## Assigned task
Wherever the string "ModelRetrainer" shows up in the records below, return that line.

(Stored records)
══════════════════════════════

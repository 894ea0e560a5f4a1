//! End-to-end selection pipeline
//!
//! search (nested CV on the training split) → select top K → validate and
//! finalize each → build the ensemble → optionally register it.

use crate::config::{derive_seed, Configuration, PipelineConfig};
use crate::data::Dataset;
use crate::ensemble::{EnsemblePredictor, EnsembleSelector, RankedCandidate};
use crate::error::Result;
use crate::registry::DeploymentRegistry;
use crate::retrain::ModelRetrainer;
use crate::scoring::ScoreReport;
use crate::search::{CancelToken, NestedSearchOptimizer, SearchReport};
use crate::training::TrainableModel;
use serde::{Deserialize, Serialize};
use std::sync::Arc;
use std::time::Instant;
use tracing::info;

/// Seed streams derived from the pipeline seed
const HOLDOUT_STREAM: u64 = 0x484f;
const RETRAIN_STREAM: u64 = 0x5254;

/// One row of the final report
#[derive(Debug, Clone, Serialize, Deserialize)]
pub struct LeaderboardEntry {
    pub rank: usize,
    pub label: String,
    pub configuration: Configuration,
    /// Aggregated inner-CV score used for ranking
    pub inner_score: f64,
    /// Score of the validated model on the validation split
    pub validation: ScoreReport,
    pub appearances: usize,
}

/// Everything a run produced
#[derive(Debug)]
pub struct PipelineOutcome {
    pub search: SearchReport,
    pub selected: Vec<RankedCandidate>,
    pub leaderboard: Vec<LeaderboardEntry>,
    pub ensemble: EnsemblePredictor,
    pub duration_secs: f64,
}

impl PipelineOutcome {
    /// Leaderboard entry with the highest validation score (earliest rank on ties)
    pub fn top_model(&self) -> Option<&LeaderboardEntry> {
        self.leaderboard
            .iter()
            .fold(None, |best: Option<&LeaderboardEntry>, e| match best {
                Some(b) if b.validation.score >= e.validation.score => Some(b),
                _ => Some(e),
            })
    }
}

/// Orchestrates search, selection, retraining and registration
pub struct SelectionPipeline {
    backend: Arc<dyn TrainableModel>,
    config: PipelineConfig,
    cancel: CancelToken,
}

impl SelectionPipeline {
    pub fn new(backend: Arc<dyn TrainableModel>, config: PipelineConfig) -> Self {
        Self {
            backend,
            config,
            cancel: CancelToken::new(),
        }
    }

    pub fn with_cancel_token(mut self, token: CancelToken) -> Self {
        self.cancel = token;
        self
    }

    pub fn config(&self) -> &PipelineConfig {
        &self.config
    }

    /// Split `data` into train/validation with `validation_fraction`, then run
    pub fn run_with_holdout(&self, data: &Dataset) -> Result<PipelineOutcome> {
        let (train, validation) = data.stratified_holdout(
            self.config.validation_fraction,
            derive_seed(self.config.seed, HOLDOUT_STREAM),
        )?;
        self.run(&train, &validation)
    }

    /// Run on an explicit train/validation split. The search only sees `train`.
    pub fn run(&self, train: &Dataset, validation: &Dataset) -> Result<PipelineOutcome> {
        self.config.validate()?;
        let start = Instant::now();

        info!(
            train = train.len(),
            validation = validation.len(),
            backend = self.backend.name(),
            "pipeline started"
        );

        let search = NestedSearchOptimizer::new(Arc::clone(&self.backend), self.config.clone())
            .with_cancel_token(self.cancel.clone())
            .run(train)?;

        let selected = EnsembleSelector::new(self.config.ensemble_size, self.config.aggregation)
            .select(&search.candidates)?;

        let models = ModelRetrainer::new(Arc::clone(&self.backend))
            .with_threshold(self.config.decision_threshold)
            .with_max_parallel(self.config.max_parallel_retrains)
            .with_seed(derive_seed(self.config.seed, RETRAIN_STREAM))
            .retrain_all(&selected, train, validation)?;

        let leaderboard: Vec<LeaderboardEntry> = selected
            .iter()
            .zip(models.iter())
            .map(|(candidate, model)| LeaderboardEntry {
                rank: candidate.rank,
                label: candidate.configuration.label(),
                configuration: candidate.configuration.clone(),
                inner_score: candidate.score,
                validation: model.validation,
                appearances: candidate.appearances,
            })
            .collect();

        let ensemble = EnsemblePredictor::new(models, self.config.ensemble_size, self.config.decision_threshold)?;
        let duration_secs = start.elapsed().as_secs_f64();

        info!(
            trials = search.trials_run,
            members = ensemble.len(),
            nested_estimate = search.nested_estimate(),
            duration_secs,
            "pipeline finished"
        );

        Ok(PipelineOutcome {
            search,
            selected,
            leaderboard,
            ensemble,
            duration_secs,
        })
    }

    /// Persist the outcome's ensemble, replacing whatever the registry held
    pub fn register(&self, outcome: &PipelineOutcome, registry: &mut DeploymentRegistry) -> Result<Vec<String>> {
        registry.register_ensemble(
            outcome.ensemble.members(),
            self.config.decision_threshold,
            self.backend.name(),
        )
    }
}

══════════════════════════════

## Solution for this problem
use crate::retrain::ModelRetrainer;
        let models = ModelRetrainer::new(Arc::clone(&self.backend))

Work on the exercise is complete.